In my experience after many years the marriage partners take each other for granted. You’re also the person that is associated with all the problems that occur in marriage and the other people, other than your spouse, seem like they are fun and do not present problems to you. I know that is because they do not have to struggle in life with you; however it is an easy trap to get into if you do not pay attention. *Have you noticed that sometimes your spouse gives more attention, respect, and courtesy to others than yourself?*

I am grateful for my wife but if we divorced I would never get married again because I think that I could achieve a better relationship when we both know that we cannot take each other for granted. I do not want the state or anyone else involved in my personal relationships. If I treat you bad then dump me! 

I also feel that a person should strive to be as self-reliant and self contained as possible. That way you are better equiped to help your partner or step away from bad relationship whichever way the relationship goes.


----------



## SaltInWound (Jan 2, 2013)

My attitude right now is I'd rather be known as the crazy cat lady than get married again. There is no way I would put myself in the position to be made homeless the way my POShusband has done to me. I will never again put myself in a position to have my belongings held hostage. I will never again allow any man to have that much control over my life. If I ever recover from this enough to even date again, it will be a miracle.


----------



## unbelievable (Aug 20, 2010)

Nope. I'd just cash in, move to Costa Rica and open a home for wayward jungle girls.


----------



## Dollystanford (Mar 14, 2012)

Relationships yes, marriage hell to the muthaf*ckin no!


----------



## The Cro-Magnon (Sep 30, 2012)

Never again would I marry. No fcuking way.
_Posted via Mobile Device_


----------



## YinPrincess (Jul 31, 2011)

LoL!! Everyone says "No" but second, and even third marriages have become the norm nowadays! 

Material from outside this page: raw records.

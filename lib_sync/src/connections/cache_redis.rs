//! # Redis Cache Backend
//!
//! Durable [`CacheBackend`] on Redis, so cached resources survive restarts of
//! the process.
//!
//! ## Layout
//! With the configured prefix `p`:
//! - `p entry:<key>`: JSON-serialized [`CacheEntry`].
//! - `p idx:expiry`: sorted set, member `<key>`, score `expires_at`.
//! - `p idx:access`: sorted set, member `<key>`, score `last_access`.
//! - `p idx:size`: hash `<key>` to entry size.
//!
//! Writes and removals update the entry and all three indices in one
//! `MULTI/EXEC` pipeline. Equal access scores are ordered lexicographically by
//! Redis.

use async_trait::async_trait;
use redis::aio::ConnectionManager;
use redis::{Client, RedisError};

use super::cache_store::{CacheBackend, CacheEntry};
use crate::error::SyncError;

fn cache_err(err: RedisError) -> SyncError {
    SyncError::Cache(format!("redis: {}", err))
}

/// Redis-backed cache storage.
pub struct RedisBackend {
    manager: ConnectionManager,
    prefix: String,
}

impl RedisBackend {
    /// Opens a managed, auto-reconnecting connection to `url`.
    ///
    /// # Arguments
    /// * `url` - The redis URL (e.g., "redis://127.0.0.1/").
    /// * `prefix` - Namespace for every key this backend writes.
    pub async fn connect(url: &str, prefix: &str) -> Result<Self, SyncError> {
        let client = Client::open(url).map_err(cache_err)?;
        let manager = ConnectionManager::new(client).await.map_err(cache_err)?;
        log::info!("[cache] redis backend connected, prefix '{}'", prefix);
        Ok(Self {
            manager,
            prefix: prefix.to_string(),
        })
    }

    fn entry_key(&self, key: &str) -> String {
        format!("{}entry:{}", self.prefix, key)
    }

    fn expiry_index(&self) -> String {
        format!("{}idx:expiry", self.prefix)
    }

    fn access_index(&self) -> String {
        format!("{}idx:access", self.prefix)
    }

    fn size_index(&self) -> String {
        format!("{}idx:size", self.prefix)
    }

    async fn write(&self, entry: &CacheEntry) -> Result<(), SyncError> {
        let body = serde_json::to_string(entry).map_err(|e| SyncError::Cache(e.to_string()))?;
        let mut conn = self.manager.clone();
        redis::pipe()
            .atomic()
            .cmd("SET")
            .arg(self.entry_key(&entry.key))
            .arg(body)
            .ignore()
            .cmd("ZADD")
            .arg(self.expiry_index())
            .arg(entry.expires_at())
            .arg(&entry.key)
            .ignore()
            .cmd("ZADD")
            .arg(self.access_index())
            .arg(entry.last_access)
            .arg(&entry.key)
            .ignore()
            .cmd("HSET")
            .arg(self.size_index())
            .arg(&entry.key)
            .arg(entry.size)
            .ignore()
            .query_async::<()>(&mut conn)
            .await
            .map_err(cache_err)
    }
}

#[async_trait]
impl CacheBackend for RedisBackend {
    async fn put(&self, entry: CacheEntry) -> Result<(), SyncError> {
        self.write(&entry).await
    }

    async fn fetch(&self, key: &str) -> Result<Option<CacheEntry>, SyncError> {
        let mut conn = self.manager.clone();
        let body: Option<String> = redis::cmd("GET")
            .arg(self.entry_key(key))
            .query_async(&mut conn)
            .await
            .map_err(cache_err)?;

        match body {
            Some(body) => serde_json::from_str(&body)
                .map(Some)
                .map_err(|e| SyncError::Cache(format!("corrupt entry '{}': {}", key, e))),
            None => Ok(None),
        }
    }

    async fn touch(&self, key: &str, now_ms: u64) -> Result<Option<CacheEntry>, SyncError> {
        let Some(mut entry) = self.fetch(key).await? else {
            return Ok(None);
        };
        entry.access_count += 1;
        entry.last_access = now_ms;
        self.write(&entry).await?;
        Ok(Some(entry))
    }

    async fn remove(&self, key: &str) -> Result<Option<usize>, SyncError> {
        let mut conn = self.manager.clone();
        let size: Option<usize> = redis::cmd("HGET")
            .arg(self.size_index())
            .arg(key)
            .query_async(&mut conn)
            .await
            .map_err(cache_err)?;

        redis::pipe()
            .atomic()
            .cmd("DEL")
            .arg(self.entry_key(key))
            .ignore()
            .cmd("ZREM")
            .arg(self.expiry_index())
            .arg(key)
            .ignore()
            .cmd("ZREM")
            .arg(self.access_index())
            .arg(key)
            .ignore()
            .cmd("HDEL")
            .arg(self.size_index())
            .arg(key)
            .ignore()
            .query_async::<()>(&mut conn)
            .await
            .map_err(cache_err)?;

        Ok(size)
    }

    async fn keys(&self) -> Result<Vec<String>, SyncError> {
        let mut conn = self.manager.clone();
        let mut keys: Vec<String> = redis::cmd("HKEYS")
            .arg(self.size_index())
            .query_async(&mut conn)
            .await
            .map_err(cache_err)?;
        keys.sort();
        Ok(keys)
    }

    async fn expired_keys(&self, now_ms: u64) -> Result<Vec<String>, SyncError> {
        let mut conn = self.manager.clone();
        redis::cmd("ZRANGEBYSCORE")
            .arg(self.expiry_index())
            .arg("-inf")
            .arg(format!("({}", now_ms))
            .query_async(&mut conn)
            .await
            .map_err(cache_err)
    }

    async fn least_recently_used(&self, limit: usize) -> Result<Vec<String>, SyncError> {
        if limit == 0 {
            return Ok(Vec::new());
        }
        let mut conn = self.manager.clone();
        redis::cmd("ZRANGE")
            .arg(self.access_index())
            .arg(0)
            .arg(limit as isize - 1)
            .query_async(&mut conn)
            .await
            .map_err(cache_err)
    }

    async fn total_size(&self) -> Result<usize, SyncError> {
        let mut conn = self.manager.clone();
        let sizes: Vec<usize> = redis::cmd("HVALS")
            .arg(self.size_index())
            .query_async(&mut conn)
            .await
            .map_err(cache_err)?;
        Ok(sizes.into_iter().sum())
    }

    async fn len(&self) -> Result<usize, SyncError> {
        let mut conn = self.manager.clone();
        redis::cmd("HLEN")
            .arg(self.size_index())
            .query_async(&mut conn)
            .await
            .map_err(cache_err)
    }

    async fn clear(&self) -> Result<(), SyncError> {
        let keys = self.keys().await?;
        let mut pipe = redis::pipe();
        pipe.atomic();
        for key in &keys {
            pipe.cmd("DEL").arg(self.entry_key(key)).ignore();
        }
        pipe.cmd("DEL")
            .arg(self.expiry_index())
            .arg(self.access_index())
            .arg(self.size_index())
            .ignore();

        let mut conn = self.manager.clone();
        pipe.query_async::<()>(&mut conn).await.map_err(cache_err)?;
        log::info!("[cache] redis backend cleared {} entries", keys.len());
        Ok(())
    }
}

I can't say that I will... But I can't say that I won't, either. 
_Posted via Mobile Device_


----------



## Bellavista (May 29, 2012)

When H & I were separated many years ago & it looked as though divorce was inevitable, I thought about whether I would get married again.

It would have had to have been a sexless marriage because I just couldn't imagine being intimate with anyone else. For me, the most compelling reason to go into a new relationship would have been for companionship. Thankfully I didn't have to go down that road.

If H died would I get remarried? I am not sure, it would have to be some pretty darn special guy to get me to consider it. However, I had a friend who said she would never get remarried if her husband died. He developed a brain tumour and died within months. She then remarried almost a year to the day that he died, so never say never.


----------



## EleGirl (Dec 3, 2011)

Most people say no while they are going through problems and divorces. Most remarry with something like 4 years.

That said, I will never marry again.


I used to be a hopeless optimist. So I remarried twice. 

I'm not an optimist anymore when it comes to me and marriages. I'm so done with that.


----------



## daisygirl 41 (Aug 5, 2011)

My mother was married to my dad for 18 years. A very difficult and at times emotionally abusive. 
She has now been married to my step dad for 26 years. She has had a great life with him.
So don't ever rule it out completely.
_Posted via Mobile Device_


----------



## I'mInLoveWithMyHubby (Nov 7, 2011)

I wasn't planning on remarrying when I first divorce. I would most likely not marry anyone other then my current husband. He's truly a wonderful man like no other. He's truly one in a million.

If something would ever happen, I'd not remarry again. Especially the way things are now, I'd rather be alone.


----------



## Dollystanford (Mar 14, 2012)

It's more about asset protection, sorry to be so clinical about it. Been burned once!


----------



## Holland (Aug 20, 2012)

Yes I would 



> Dollystanford
> 
> It's more about asset protection, sorry to be so clinical about it. Been burned once!


Would you get a pre nup? In Aussie we call them a Binding Financial Agreement and they are fairly tight. I would get one even if I started co habitating with SO.


----------



## golfergirl (Dec 8, 2010)

I would say no at this point. A 40 year old woman with a toddler and preschooler probably isn't prime real estate either. I find I struggle with alone time in my marriage. I find my H so commanding of my attention it is draining. I love time with kids and I like hobby time. I have a hard time with part 2. I was alone for 7 years before H and it was fine. I do find enjoyment in the activities we do together, but I feel (and it makes me sad) that he really holds me back sometimes.
_Posted via Mobile Device_


----------



## minimix (Mar 12, 2013)

NEVER.......

a few months ago when going through this tough time i mentioned this to my H, he turned round and said he was really flattered that we have such a great life together that i could never see myself with another man.....!!!!
i realised then that we are on totally different planets if not in a totally different universe


----------



## Dollystanford (Mar 14, 2012)

Holland said:


> Yes I would
> 
> 
> 
> Would you get a pre nup? In Aussie we call them a Binding Financial Agreement and they are fairly tight. I would get one even if I started co habitating with SO.


I don't think they are legal over here although I'm sure it won't be too long 

Perhaps I'll feel differently in a few years I don't know. The thought of getting too attached to anyone again at the moment fills me with horror


----------



## Mr Blunt (Jul 18, 2012)

Well it seems almost unanimous; no one wants to get married again!

I wonder if only the people that have not been real happy in marriage are posting?

I have been happy in my marriage but have never been single since age 20.
*How many of you have been married then single for over 5 years?*
*How do you compare marriage to single?*

In my mind I am fairly sure that I would never marry but I have never been single so I cannot be sure.
I am very fond of women but just wnt to make sure that the richness stays in place.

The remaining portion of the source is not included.